第2層: 行動品質指標(ユーザーが本当に読んでいるか)
- エンゲージメント率(GA4): 10秒以上滞在 or スクロール or クリック。PVよりずっと正直な数字
- スクロール深度: 記事の何%まで読まれたか。50%で離脱される記事と90%まで読まれる記事では、同じPVでも価値が全く違う
- 回遊率: 1記事だけ読んで帰ったのか、サービスページまで見に行ったのか
これもめちゃくちゃ大事。PVが同じ1,000でも、エンゲージメント率が20%と70%では天と地の差がある。
第3層: 発見性指標(SEOの健全性を見る)
- 検索順位の推移: 狙ったKWで何位にいるか。ただし順位だけ追うのもPV至上主義と同じ罠にハマるから、第1層・第2層と必ずセットで見る
- 表示回数 / CTR: Search Consoleから。表示されているのにクリックされていないなら、タイトルやディスクリプションの問題
- インデックス状況: そもそもGoogleに認識されているか。新規サイトでは意外とここがボトルネックになる
「で、どの指標をメインにするの?」という問いへの答え
ここで「全部見ましょう」と言ったら、それはKPI設計じゃなくてただのダッシュボード眺めだ。
答えはシンプルで、コンテンツのフェーズで主指標を切り替える。
- 立ち上げ期(0〜6ヶ月): 第3層の発見性指標を主に見る。まずインデックスされ、表示され、クリックされる状態を作る
- 成長期(6〜12ヶ月): 第2層の行動品質指標にシフト。流入してきた人が本当に読んでいるか、回遊しているかを見る
- 成熟期(12ヶ月〜): 第1層のビジネスゴール直結指標が主役。CVや指名検索で投資対効果を測る
各フェーズで「捨てる指標」を明確にするのがポイントだ。立ち上げ期にCV数を追っても辛いだけだし、成熟期にインデックス率を気にしても意味がない。
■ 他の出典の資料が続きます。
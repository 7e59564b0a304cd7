//! Frame loop tying the fence registry, classifier and track store together.

use log::{debug, warn};
use serde::Serialize;

use crate::crossing::classifier::{self, CrossingEvent};
use crate::crossing::fence::{FenceCounts, FenceRegistry};
use crate::crossing::geometry::{Point, is_finite_point};
use crate::crossing::rect::Rect;
use crate::crossing::track_state::{TrackId, TrackStore};

/// Configuration for the CrossingEngine.
#[derive(Debug, Clone, Default, PartialEq, Eq)]
pub struct EngineConfig {
    /// Evict a track after this many frames without an observation.
    /// `None` keeps every identity for the whole run.
    pub retire_after_frames: Option<u64>,
}

/// One tracker output entry: a box and its persistent identity.
#[derive(Debug, Clone, Copy, PartialEq)]
pub struct TrackedObject {
    pub track_id: TrackId,
    pub bbox: Rect,
}

impl TrackedObject {
    pub fn new(track_id: TrackId, bbox: Rect) -> Self {
        Self { track_id, bbox }
    }

    /// Build from TLBR corners (x1, y1, x2, y2).
    pub fn from_tlbr(track_id: TrackId, x1: f32, y1: f32, x2: f32, y2: f32) -> Self {
        Self::new(track_id, Rect::from_tlbr(x1, y1, x2, y2))
    }

    #[inline]
    pub fn centroid(&self) -> Point {
        self.bbox.centroid()
    }
}

impl From<([f32; 4], TrackId)> for TrackedObject {
    fn from((tlbr, track_id): ([f32; 4], TrackId)) -> Self {
        Self::new(track_id, Rect::from(tlbr))
    }
}

/// Trail of a track that has crossed at least one fence.
#[derive(Debug, Clone, PartialEq, Serialize)]
pub struct TrackTrail {
    pub track_id: TrackId,
    pub points: Vec<Point>,
}

/// Everything the renderer needs after a frame.
#[derive(Debug, Clone, PartialEq, Serialize)]
pub struct FrameReport {
    pub frame: u64,
    pub events: Vec<CrossingEvent>,
    pub counts: Vec<FenceCounts>,
    pub trails: Vec<TrackTrail>,
}

impl FrameReport {
    /// Events that moved a counter.
    pub fn counted_events(&self) -> impl Iterator<Item = &CrossingEvent> {
        self.events.iter().filter(|e| e.is_counted())
    }
}

/// Per-run crossing state: the fences, every track's position and trail, and
/// the frame counter.
///
/// Feed it one [`CrossingEngine::update`] per frame, in frame order.
pub struct CrossingEngine {
    registry: FenceRegistry,
    store: TrackStore,
    frame_id: u64,
    config: EngineConfig,
}

impl CrossingEngine {
    pub fn new(registry: FenceRegistry, config: EngineConfig) -> Self {
        Self {
            registry,
            store: TrackStore::new(),
            frame_id: 0,
            config,
        }
    }

    pub fn with_default_config(registry: FenceRegistry) -> Self {
        Self::new(registry, EngineConfig::default())
    }

    /// Process one frame of tracker output.
    ///
    /// Tracks are handled in ascending id order. Boxes with a non-finite
    /// corner or centroid are skipped, then any repeat of an already accepted
    /// id within the frame.
    pub fn update(&mut self, tracks: Vec<TrackedObject>) -> FrameReport {
        self.frame_id += 1;
        self.store.set_frame(self.frame_id);

        let mut tracks = tracks;
        tracks.sort_by_key(|t| t.track_id);

        let mut events = Vec::new();
        let mut previous: Option<TrackId> = None;

        for track in &tracks {
            let id = track.track_id;
            // A finite box can still overflow f32 when centered
            let centroid = track.centroid();
            if !track.bbox.is_finite() || !is_finite_point(&centroid) {
                warn!("frame {}: track {} has a non-finite box, skipped", self.frame_id, id);
                continue;
            }

            if previous == Some(id) {
                warn!("frame {}: duplicate track id {}, skipped", self.frame_id, id);
                continue;
            }
            previous = Some(id);

            let motion = self.store.observe(id, centroid);

            let mut crossed = false;
            for fence in self.registry.fences_mut() {
                if let Some(event) = classifier::classify(fence, &motion, id) {
                    events.push(event);
                    crossed = true;
                }
            }

            // Extend before flagging so the crossing frame is seeded, not doubled
            self.store.append_trail(id, centroid);
            if crossed {
                self.store.mark_crossed(id);
            }
        }

        if let Some(max_idle) = self.config.retire_after_frames {
            self.store.retire_idle(max_idle);
        }

        if !events.is_empty() {
            debug!("frame {}: {} crossing event(s)", self.frame_id, events.len());
        }

        FrameReport {
            frame: self.frame_id,
            events,
            counts: self.registry.counts(),
            trails: self.trails(),
        }
    }

    /// Trails of all flagged tracks, ascending by id.
    pub fn trails(&self) -> Vec<TrackTrail> {
        self.store
            .trails()
            .into_iter()
            .map(|(track_id, points)| TrackTrail {
                track_id,
                points: points.to_vec(),
            })
            .collect()
    }

    pub fn counts(&self) -> Vec<FenceCounts> {
        self.registry.counts()
    }

    pub fn registry(&self) -> &FenceRegistry {
        &self.registry
    }

    pub fn store(&self) -> &TrackStore {
        &self.store
    }

    pub fn frame_id(&self) -> u64 {
        self.frame_id
    }

    pub fn config(&self) -> &EngineConfig {
        &self.config
    }
}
すめしさんがよく言うんだけど、「KPIは『今、何に集中すべきか』を教えてくれる計器だ。全部の計器を同時に凝視するパイロットはいない」と。これ、本当にそうだと思う。
レポートの作り方を変える——「PV報告書」から「成果報告書」へ
KPIを再設計したら、報告の仕方も変わる。私がクライアント向けレポートで実際にやっている構成はこうだ。
- 今月のビジネスインパクト(第1層): CV数の増減、指名検索の推移。ここが最初に来る
- コンテンツの品質状況(第2層): エンゲージメント率の変化、よく読まれた記事TOP3とその理由
- SEOの健全性(第3層): 順位変動、新規インデックス状況
- PV(参考値): はい、PVは4番目。参考情報として載せるだけ
この順番にするだけで、クライアントとの会話が変わる。「PV増えましたね」じゃなくて「問い合わせが先月比120%です。要因はこの3記事の指名検索経由の流入増加で——」という話ができるようになる。(まあ、最初は「PVはどこですか?」と聞かれるけどね)
KPIを「仕組み」にする
最後にもう1つ。KPIは設計して終わりじゃない。計測が自動化されていなければ、3ヶ月後には誰も見なくなる。
GA4のカスタムレポート、Search ConsoleとLooker Studioの連携、月次でアラートが飛ぶ設定——ここまでやって初めて「KPI設計」と呼べる。手動で毎月数字を拾っている状態は、設計じゃなくて根性だ。
全部いきなりやる必要はない。まず第1層の指標を1つだけ決めて、それをダッシュボードの一番上に置く。PVを見る前にその数字が目に入る状態を作る。それだけで、チームの意思決定の質が変わる。
私も完璧にやれているかと聞かれたら、正直まだ道半ばだ。でも少なくとも「PVが上がりました!」で安心する癖はなくなった。数字が上がった時こそ「で、それでクライアントのビジネスは動いたの?」と自分に問い返す。その問いを持てるかどうかが、KPI設計の本質だと思う。